Post by Petr75 » Wed Dec 04, 2019 3:00 am

2019 Nov 21
Department of Education, Psychology, Philosophy, University of Cagliari, Italy
The Relationships between Physical Activity, Self-Efficacy, and Quality of Life in People with Multiple Sclerosis.
https://www.ncbi.nlm.nih.gov/pubmed/31766489

Abstract
Regular physical activity (PA) can enhance the physical and mental health of people with Multiple Sclerosis (MS) because of its impact on muscular strength, mobility, balance, walking, fatigue, pain and health-related quality of life (HRQoL). Previous studies have hypothesized that the relationship between PA and HRQoL is mediated by self-efficacy. The aim of this research is to evaluate whether self-efficacy in goal setting and self-efficacy in the management of symptoms, mediate the relationship between PA and HRQoL, in a similar way to exercise self-efficacy. A sample of 28 participants with MS (18 females) and different levels of physical activity have been recruited and completed the following measures: a) physical activity (GLTEQ); b) health-related quality of life (SF-12); c) self-efficacy in the management of Multiple Sclerosis (SEMS) and, d) exercise self-efficacy (EXSE).
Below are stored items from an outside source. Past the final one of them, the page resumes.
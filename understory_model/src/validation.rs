// Copyright 2025 the Understory Authors
// SPDX-License-Identifier: Apache-2.0 OR MIT

//! Validation results and the built-in validators.
//!
//! The crate decides *when* validation runs; a [`Validator`] decides what is
//! valid. Validators are attached to properties with
//! [`PropertyMetadataBuilder::validate`](crate::PropertyMetadataBuilder::validate).

use core::fmt;

use crate::bag::BagValues;
use crate::class::ClassMetadata;
use crate::metadata::PropertyMetadata;
use crate::value::{ErasedValue, PropertyValue};

/// One validation failure.
///
/// Two results are equal when their message and member names are equal.
#[derive(Clone, Debug, PartialEq, Eq, PartialOrd, Ord, Hash)]
pub struct ValidationResult {
    error_message: String,
    member_names: Vec<String>,
}

impl ValidationResult {
    /// A failure that names no member.
    #[must_use]
    pub fn new(error_message: impl Into<String>) -> Self {
        Self {
            error_message: error_message.into(),
            member_names: Vec::new(),
        }
    }

    /// A failure attributed to `member`.
    #[must_use]
    pub fn for_member(error_message: impl Into<String>, member: impl Into<String>) -> Self {
        Self::new(error_message).with_member(member)
    }

    /// Adds a member name.
    #[must_use]
    pub fn with_member(mut self, member: impl Into<String>) -> Self {
        self.member_names.push(member.into());
        self
    }

    /// The message.
    #[must_use]
    pub fn error_message(&self) -> &str {
        &self.error_message
    }

    /// Members this failure is about.
    #[must_use]
    pub fn member_names(&self) -> &[String] {
        &self.member_names
    }

    /// Returns `true` if `member` is among the member names.
    #[must_use]
    pub fn applies_to(&self, member: &str) -> bool {
        self.member_names.iter().any(|name| name == member)
    }
}

impl fmt::Display for ValidationResult {
    fn fmt(&self, f: &mut fmt::Formatter<'_>) -> fmt::Result {
        f.write_str(&self.error_message)
    }
}

/// What a validator can see besides the value under test.
#[derive(Copy, Clone, Debug)]
pub struct ValidationContext<'a> {
    values: BagValues<'a>,
    member: Option<&'a PropertyMetadata>,
}

impl<'a> ValidationContext<'a> {
    /// Context for whole-object validation.
    #[must_use]
    pub fn for_object(values: BagValues<'a>) -> Self {
        Self {
            values,
            member: None,
        }
    }

    /// Context for validating `member`.
    #[must_use]
    pub fn for_member(values: BagValues<'a>, member: &'a PropertyMetadata) -> Self {
        Self {
            values,
            member: Some(member),
        }
    }

    /// Class of the object being validated.
    #[must_use]
    pub fn class(&self) -> &'a ClassMetadata {
        self.values.metadata()
    }

    /// The property being validated, if any.
    #[must_use]
    pub fn member(&self) -> Option<&'a PropertyMetadata> {
        self.member
    }

    /// Name of the property being validated, if any.
    #[must_use]
    pub fn member_name(&self) -> Option<&'static str> {
        self.member.map(PropertyMetadata::name)
    }

    /// Name for messages: the member's display name, or the class name.
    #[must_use]
    pub fn display_name(&self) -> &'static str {
        self.member
            .map_or_else(|| self.class().name(), PropertyMetadata::display_name)
    }

    /// All current values of the object.
    #[must_use]
    pub fn values(&self) -> BagValues<'a> {
        self.values
    }

    /// Current value of another property.
    #[must_use]
    pub fn value(&self, property_name: &str) -> Option<&'a ErasedValue> {
        self.values.by_name(property_name)
    }

    /// Current value of another property as a `T`.
    #[must_use]
    pub fn get<T: 'static>(&self, property_name: &str) -> Option<&'a T> {
        self.value(property_name)?.downcast_ref()
    }

    fn failure(&self, message: String) -> ValidationResult {
        let result = ValidationResult::new(message);
        match self.member_name() {
            Some(name) => result.with_member(name),
            None => result,
        }
    }
}

/// A declarative validation rule.
///
/// `value` is `None` when the property was never written. A rule may report
/// any number of failures.
///
/// ```rust
/// use understory_model::{ErasedValue, ValidationContext, ValidationResult, Validator};
///
/// /// Reports every character outside `a..=z`.
/// #[derive(Debug)]
/// struct Lowercase;
///
/// impl Validator for Lowercase {
///     fn validate(
///         &self,
///         value: Option<&ErasedValue>,
///         context: &ValidationContext<'_>,
///         results: &mut Vec<ValidationResult>,
///     ) {
///         let Some(text) = value.and_then(ErasedValue::as_text) else {
///             return;
///         };
///         for c in text.chars().filter(|c| !c.is_ascii_lowercase()) {
///             let message = format!("'{c}' is not allowed in {}.", context.display_name());
///             results.push(ValidationResult::new(message));
///         }
///     }
/// }
/// ```
pub trait Validator: Send + Sync + fmt::Debug {
    /// Checks `value`, appending a result for each failure.
    fn validate(
        &self,
        value: Option<&ErasedValue>,
        context: &ValidationContext<'_>,
        results: &mut Vec<ValidationResult>,
    );
}

fn is_missing(value: Option<&ErasedValue>) -> bool {
    value.is_none_or(ErasedValue::is_null)
}

/// Fails on missing and null values, and on blank strings unless
/// [`allow_empty_strings`](Self::allow_empty_strings) is set.
#[derive(Copy, Clone, Debug, Default, PartialEq, Eq)]
pub struct Required {
    allow_empty_strings: bool,
}

impl Required {
    /// A required rule that rejects blank strings.
    #[must_use]
    pub const fn new() -> Self {
        Self {
            allow_empty_strings: false,
        }
    }

    /// Accepts empty and whitespace-only strings.
    #[must_use]
    pub const fn allow_empty_strings(mut self) -> Self {
        self.allow_empty_strings = true;
        self
    }
}

impl Validator for Required {
    fn validate(
        &self,
        value: Option<&ErasedValue>,
        context: &ValidationContext<'_>,
        results: &mut Vec<ValidationResult>,
    ) {
        let blank = !self.allow_empty_strings
            && value
                .and_then(ErasedValue::as_text)
                .is_some_and(|text| text.trim().is_empty());
        if is_missing(value) || blank {
            results.push(context.failure(format!("The {} field is required.", context.display_name())));
        }
    }
}

/// Limits the character count of text values. Missing values pass.
#[derive(Copy, Clone, Debug, PartialEq, Eq)]
pub struct StringLength {
    min: usize,
    max: usize,
}

impl StringLength {
    /// At most `max` characters.
    #[must_use]
    pub const fn max(max: usize) -> Self {
        Self { min: 0, max }
    }

    /// Between `min` and `max` characters, inclusive.
    #[must_use]
    pub const fn between(min: usize, max: usize) -> Self {
        Self { min, max }
    }
}

impl Validator for StringLength {
    fn validate(
        &self,
        value: Option<&ErasedValue>,
        context: &ValidationContext<'_>,
        results: &mut Vec<ValidationResult>,
    ) {
        let Some(text) = value.and_then(ErasedValue::as_text) else {
            return;
        };
        let len = text.chars().count();
        if (self.min..=self.max).contains(&len) {
            return;
        }
        let name = context.display_name();
        let message = if self.min == 0 {
            format!(
                "The field {name} must be a string with a maximum length of {}.",
                self.max
            )
        } else {
            format!(
                "The field {name} must be a string with a minimum length of {} and a maximum length of {}.",
                self.min, self.max
            )
        };
        results.push(context.failure(message));
    }
}

/// Bounds numeric values, inclusive. Missing values pass.
#[derive(Copy, Clone, Debug, PartialEq)]
pub struct Range {
    min: f64,
    max: f64,
}

impl Range {
    /// Values from `min` to `max`, inclusive.
    #[must_use]
    pub const fn new(min: f64, max: f64) -> Self {
        Self { min, max }
    }
}

impl Validator for Range {
    fn validate(
        &self,
        value: Option<&ErasedValue>,
        context: &ValidationContext<'_>,
        results: &mut Vec<ValidationResult>,
    ) {
        let Some(number) = value.and_then(ErasedValue::as_number) else {
            return;
        };
        if (self.min..=self.max).contains(&number) {
            return;
        }
        results.push(context.failure(format!(
            "The field {} must be between {} and {}.",
            context.display_name(),
            self.min,
            self.max
        )));
    }
}

type Check = Box<dyn Fn(Option<&ErasedValue>, &ValidationContext<'_>) -> bool + Send + Sync>;

/// A validator built from a closure.
///
/// `{0}` in the message is replaced by the display name.
///
/// ```rust
/// use understory_model::{ClassMetadataBuilder, Predicate};
///
/// let mut class = ClassMetadataBuilder::new::<()>();
/// class
///     .property::<i32>("Age")
///     .validate(Predicate::of::<i32>(|age| *age >= 18, "{0} must be at least 18."));
/// assert!(class.build().is_ok());
/// ```
pub struct Predicate {
    check: Check,
    message: String,
}

impl Predicate {
    /// A rule over the erased value and its context.
    #[must_use]
    pub fn new(
        check: impl Fn(Option<&ErasedValue>, &ValidationContext<'_>) -> bool + Send + Sync + 'static,
        message: impl Into<String>,
    ) -> Self {
        Self {
            check: Box::new(check),
            message: message.into(),
        }
    }

    /// A rule over values of type `T`. Missing values pass.
    #[must_use]
    pub fn of<T: PropertyValue>(
        check: impl Fn(&T) -> bool + Send + Sync + 'static,
        message: impl Into<String>,
    ) -> Self {
        Self::new(
            move |value, _| {
                value
                    .and_then(ErasedValue::downcast_ref::<T>)
                    .is_none_or(&check)
            },
            message,
        )
    }
}

impl Validator for Predicate {
    fn validate(
        &self,
        value: Option<&ErasedValue>,
        context: &ValidationContext<'_>,
        results: &mut Vec<ValidationResult>,
    ) {
        if !(self.check)(value, context) {
            results.push(context.failure(self.message.replace("{0}", context.display_name())));
        }
    }
}

impl fmt::Debug for Predicate {
    fn fmt(&self, f: &mut fmt::Formatter<'_>) -> fmt::Result {
        f.debug_struct("Predicate")
            .field("message", &self.message)
            .finish_non_exhaustive()
    }
}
The statistical analysis highlighted that self-efficacy in goal setting mediated the relationship between PA and mental health better than exercise self-efficacy. Our findings suggest that self-efficacy in goal setting can contribute to the adoption and maintenance of regular physical activity for long-lasting times, supporting and increasing the mental quality of life of people suffering from MS.